*WORK TASK*: Would you copy the full listing that follows without changing a thing?

*DATA SUPPLIED*:

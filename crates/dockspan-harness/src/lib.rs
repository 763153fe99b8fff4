#![forbid(unsafe_code)]

//! Test fixtures for dockspan.
//!
//! Every collaborator seam of `dockspan-panel` has a recording stand-in here:
//!
//! | Fixture | Seam |
//! |---------|------|
//! | [`RecordingDockHost`] | `DockHost` (tree, manager and tab host) |
//! | [`RecordingDialog`] | `FloatingDialog` |
//! | [`RecordingBinder`] | `EventBinder` |
//! | [`ScriptedContent`] | `PanelContent` |
//! | [`RecordingListener`], [`MoveTabRecorder`] | listener traits |
//!
//! The fixtures only record; assertions live in the tests that use them.

pub mod binder;
pub mod content;
pub mod dialog;
pub mod host;
pub mod listener;

pub use binder::RecordingBinder;
pub use content::ScriptedContent;
pub use dialog::RecordingDialog;
pub use host::{HostCall, RecordingDockHost};
pub use listener::{MoveTabRecorder, PanelNotification, RecordingListener};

*ANSWER*:
filename crates/dockspan-harness/src/lib.rs
repository 763153fe99b8fff4
#![forbid(unsafe_code)]

//! Test fixtures for dockspan.
//!
//! Every collaborator seam of `dockspan-panel` has a recording stand-in here:
//!
//! | Fixture | Seam |
//! |---------|------|
//! | [`RecordingDockHost`] | `DockHost` (tree, manager and tab host) |
//! | [`RecordingDialog`] | `FloatingDialog` |
//! | [`RecordingBinder`] | `EventBinder` |
//! | [`ScriptedContent`] | `PanelContent` |
//! | [`RecordingListener`], [`MoveTabRecorder`] | listener traits |
//!
//! The fixtures only record; assertions live in the tests that use them.

pub mod binder;
pub mod content;
pub mod dialog;
pub mod host;
pub mod listener;

pub use binder::RecordingBinder;
pub use content::ScriptedContent;
pub use dialog::RecordingDialog;
pub use host::{HostCall, RecordingDockHost};
pub use listener::{MoveTabRecorder, PanelNotification, RecordingListener};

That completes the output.